WHAT YOU NEED TO DO
Look through the data below and report how many lines include "configured". Only the number should be given.

GIVEN INFORMATION
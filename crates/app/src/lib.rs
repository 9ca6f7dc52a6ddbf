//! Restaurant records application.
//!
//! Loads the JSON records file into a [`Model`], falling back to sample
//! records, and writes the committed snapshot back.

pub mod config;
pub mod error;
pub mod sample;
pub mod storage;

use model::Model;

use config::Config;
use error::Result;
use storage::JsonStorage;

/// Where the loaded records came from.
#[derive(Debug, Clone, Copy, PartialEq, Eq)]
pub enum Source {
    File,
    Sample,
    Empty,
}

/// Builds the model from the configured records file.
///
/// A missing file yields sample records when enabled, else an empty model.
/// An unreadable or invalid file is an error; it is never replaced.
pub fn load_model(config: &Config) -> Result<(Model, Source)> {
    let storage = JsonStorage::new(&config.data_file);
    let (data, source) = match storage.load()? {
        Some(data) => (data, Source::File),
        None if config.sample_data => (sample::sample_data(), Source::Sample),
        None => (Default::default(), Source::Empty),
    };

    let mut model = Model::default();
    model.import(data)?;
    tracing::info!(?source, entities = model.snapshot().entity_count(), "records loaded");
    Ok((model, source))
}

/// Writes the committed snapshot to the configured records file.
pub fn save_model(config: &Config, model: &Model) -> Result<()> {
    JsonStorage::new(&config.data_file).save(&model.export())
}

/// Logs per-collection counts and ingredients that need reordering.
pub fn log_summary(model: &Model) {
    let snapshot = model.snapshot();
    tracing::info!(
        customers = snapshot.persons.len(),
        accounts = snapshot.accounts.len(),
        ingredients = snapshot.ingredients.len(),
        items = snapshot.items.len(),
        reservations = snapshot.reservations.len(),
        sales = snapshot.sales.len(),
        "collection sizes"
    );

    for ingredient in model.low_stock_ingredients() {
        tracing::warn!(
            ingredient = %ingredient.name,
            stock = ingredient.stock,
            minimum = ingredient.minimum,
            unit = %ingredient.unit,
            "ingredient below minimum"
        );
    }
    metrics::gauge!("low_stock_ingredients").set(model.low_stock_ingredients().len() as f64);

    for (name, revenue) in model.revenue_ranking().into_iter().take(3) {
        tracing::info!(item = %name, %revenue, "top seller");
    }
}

YOUR RESPONSE
2